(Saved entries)
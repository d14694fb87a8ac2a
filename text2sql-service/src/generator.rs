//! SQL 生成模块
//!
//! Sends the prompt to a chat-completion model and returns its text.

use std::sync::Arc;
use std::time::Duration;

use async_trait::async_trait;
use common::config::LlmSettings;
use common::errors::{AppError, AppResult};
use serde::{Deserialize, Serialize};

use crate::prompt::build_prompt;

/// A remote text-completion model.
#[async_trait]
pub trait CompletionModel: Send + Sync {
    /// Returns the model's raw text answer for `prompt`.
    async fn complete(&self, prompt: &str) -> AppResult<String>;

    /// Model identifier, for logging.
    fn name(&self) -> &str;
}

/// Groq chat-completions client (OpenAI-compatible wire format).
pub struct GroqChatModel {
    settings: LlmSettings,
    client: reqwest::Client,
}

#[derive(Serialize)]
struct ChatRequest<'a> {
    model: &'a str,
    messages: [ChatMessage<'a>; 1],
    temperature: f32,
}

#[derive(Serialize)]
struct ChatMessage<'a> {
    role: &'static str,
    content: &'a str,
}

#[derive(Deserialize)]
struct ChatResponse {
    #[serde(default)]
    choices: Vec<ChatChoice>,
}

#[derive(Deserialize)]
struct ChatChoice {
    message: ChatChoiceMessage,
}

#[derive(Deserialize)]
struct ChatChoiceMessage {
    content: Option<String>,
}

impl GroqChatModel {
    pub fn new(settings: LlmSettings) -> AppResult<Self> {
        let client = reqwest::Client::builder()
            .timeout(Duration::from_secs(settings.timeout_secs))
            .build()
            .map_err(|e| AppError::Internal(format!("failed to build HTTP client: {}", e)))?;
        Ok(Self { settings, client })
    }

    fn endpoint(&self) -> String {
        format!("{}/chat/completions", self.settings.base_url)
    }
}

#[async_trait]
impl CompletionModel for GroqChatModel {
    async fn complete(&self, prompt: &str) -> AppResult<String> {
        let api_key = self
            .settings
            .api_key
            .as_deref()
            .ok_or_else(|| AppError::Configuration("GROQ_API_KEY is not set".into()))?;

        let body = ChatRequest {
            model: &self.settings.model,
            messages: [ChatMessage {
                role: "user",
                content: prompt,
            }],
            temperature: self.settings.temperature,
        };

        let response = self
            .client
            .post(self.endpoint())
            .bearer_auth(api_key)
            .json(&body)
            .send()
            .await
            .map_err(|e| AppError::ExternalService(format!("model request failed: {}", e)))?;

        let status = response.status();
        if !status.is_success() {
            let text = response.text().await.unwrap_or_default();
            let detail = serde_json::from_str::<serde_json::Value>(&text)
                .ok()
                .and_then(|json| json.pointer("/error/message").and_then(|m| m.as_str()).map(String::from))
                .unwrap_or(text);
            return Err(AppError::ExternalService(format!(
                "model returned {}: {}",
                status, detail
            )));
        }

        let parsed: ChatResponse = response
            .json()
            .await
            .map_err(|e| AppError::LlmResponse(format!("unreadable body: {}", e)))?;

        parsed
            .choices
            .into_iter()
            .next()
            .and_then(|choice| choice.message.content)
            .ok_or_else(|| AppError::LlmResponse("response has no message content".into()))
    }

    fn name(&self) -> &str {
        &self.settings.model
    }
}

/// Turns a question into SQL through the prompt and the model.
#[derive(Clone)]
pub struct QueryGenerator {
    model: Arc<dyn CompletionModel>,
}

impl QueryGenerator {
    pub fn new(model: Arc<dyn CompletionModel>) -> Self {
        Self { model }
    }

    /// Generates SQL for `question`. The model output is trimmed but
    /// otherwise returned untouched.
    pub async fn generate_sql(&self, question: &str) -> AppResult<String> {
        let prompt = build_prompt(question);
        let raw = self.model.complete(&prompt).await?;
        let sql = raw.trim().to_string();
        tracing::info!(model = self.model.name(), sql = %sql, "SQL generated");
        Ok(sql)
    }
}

---

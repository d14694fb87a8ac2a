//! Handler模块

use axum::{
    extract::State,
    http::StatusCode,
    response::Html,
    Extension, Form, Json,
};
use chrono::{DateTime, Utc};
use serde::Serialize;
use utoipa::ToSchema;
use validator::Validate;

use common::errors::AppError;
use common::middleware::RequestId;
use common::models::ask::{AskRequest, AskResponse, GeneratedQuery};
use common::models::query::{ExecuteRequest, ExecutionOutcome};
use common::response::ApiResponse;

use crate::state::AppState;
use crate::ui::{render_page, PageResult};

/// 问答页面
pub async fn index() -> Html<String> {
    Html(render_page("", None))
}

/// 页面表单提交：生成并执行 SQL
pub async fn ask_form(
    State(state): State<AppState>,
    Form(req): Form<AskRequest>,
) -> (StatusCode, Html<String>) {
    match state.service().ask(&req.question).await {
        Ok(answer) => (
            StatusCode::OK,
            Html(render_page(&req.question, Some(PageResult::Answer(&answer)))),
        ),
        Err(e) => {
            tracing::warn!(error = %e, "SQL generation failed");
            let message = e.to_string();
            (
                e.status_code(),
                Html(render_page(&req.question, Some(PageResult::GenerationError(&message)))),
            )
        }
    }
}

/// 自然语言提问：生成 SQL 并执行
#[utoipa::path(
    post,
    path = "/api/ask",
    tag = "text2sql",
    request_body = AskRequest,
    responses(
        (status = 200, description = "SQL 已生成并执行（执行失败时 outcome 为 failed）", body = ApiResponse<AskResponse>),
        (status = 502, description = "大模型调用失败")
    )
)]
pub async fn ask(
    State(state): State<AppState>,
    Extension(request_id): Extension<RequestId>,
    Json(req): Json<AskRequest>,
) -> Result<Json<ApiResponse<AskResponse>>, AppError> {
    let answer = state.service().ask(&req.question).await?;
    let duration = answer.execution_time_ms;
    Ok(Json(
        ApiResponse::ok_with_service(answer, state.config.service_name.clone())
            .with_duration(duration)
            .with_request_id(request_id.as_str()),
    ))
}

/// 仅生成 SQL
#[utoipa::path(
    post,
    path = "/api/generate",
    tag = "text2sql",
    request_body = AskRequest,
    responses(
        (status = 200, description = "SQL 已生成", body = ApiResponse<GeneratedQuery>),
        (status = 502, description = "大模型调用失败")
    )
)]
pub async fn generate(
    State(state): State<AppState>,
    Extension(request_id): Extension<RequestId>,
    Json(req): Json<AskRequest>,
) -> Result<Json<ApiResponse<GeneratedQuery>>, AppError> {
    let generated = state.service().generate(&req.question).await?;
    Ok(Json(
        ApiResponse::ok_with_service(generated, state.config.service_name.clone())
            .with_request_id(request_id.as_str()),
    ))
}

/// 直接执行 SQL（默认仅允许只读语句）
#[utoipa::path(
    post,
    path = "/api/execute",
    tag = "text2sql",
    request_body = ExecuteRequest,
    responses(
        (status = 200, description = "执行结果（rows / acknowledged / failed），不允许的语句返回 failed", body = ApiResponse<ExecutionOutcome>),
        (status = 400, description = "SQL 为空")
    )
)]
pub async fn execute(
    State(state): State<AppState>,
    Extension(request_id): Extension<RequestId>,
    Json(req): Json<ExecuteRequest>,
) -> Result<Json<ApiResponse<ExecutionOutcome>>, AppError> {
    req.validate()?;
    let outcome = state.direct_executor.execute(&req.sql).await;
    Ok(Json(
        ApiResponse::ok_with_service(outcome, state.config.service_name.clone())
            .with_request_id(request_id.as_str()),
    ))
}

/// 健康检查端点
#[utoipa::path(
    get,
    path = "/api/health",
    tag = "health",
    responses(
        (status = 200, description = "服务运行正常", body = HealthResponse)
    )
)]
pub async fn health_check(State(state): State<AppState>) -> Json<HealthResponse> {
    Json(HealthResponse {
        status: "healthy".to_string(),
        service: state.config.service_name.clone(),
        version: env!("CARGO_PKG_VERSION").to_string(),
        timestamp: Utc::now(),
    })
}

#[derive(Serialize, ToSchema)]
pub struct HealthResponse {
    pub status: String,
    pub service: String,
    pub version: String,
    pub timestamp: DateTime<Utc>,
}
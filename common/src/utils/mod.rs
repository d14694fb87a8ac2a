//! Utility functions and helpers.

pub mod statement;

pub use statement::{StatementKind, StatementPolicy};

**Requirement:** For every line above that includes the word "CompletionModel", return the line.

**Solution to the exercise:**
pub trait CompletionModel: Send + Sync {
impl CompletionModel for GroqChatModel {
    model: Arc<dyn CompletionModel>,
    pub fn new(model: Arc<dyn CompletionModel>) -> Self {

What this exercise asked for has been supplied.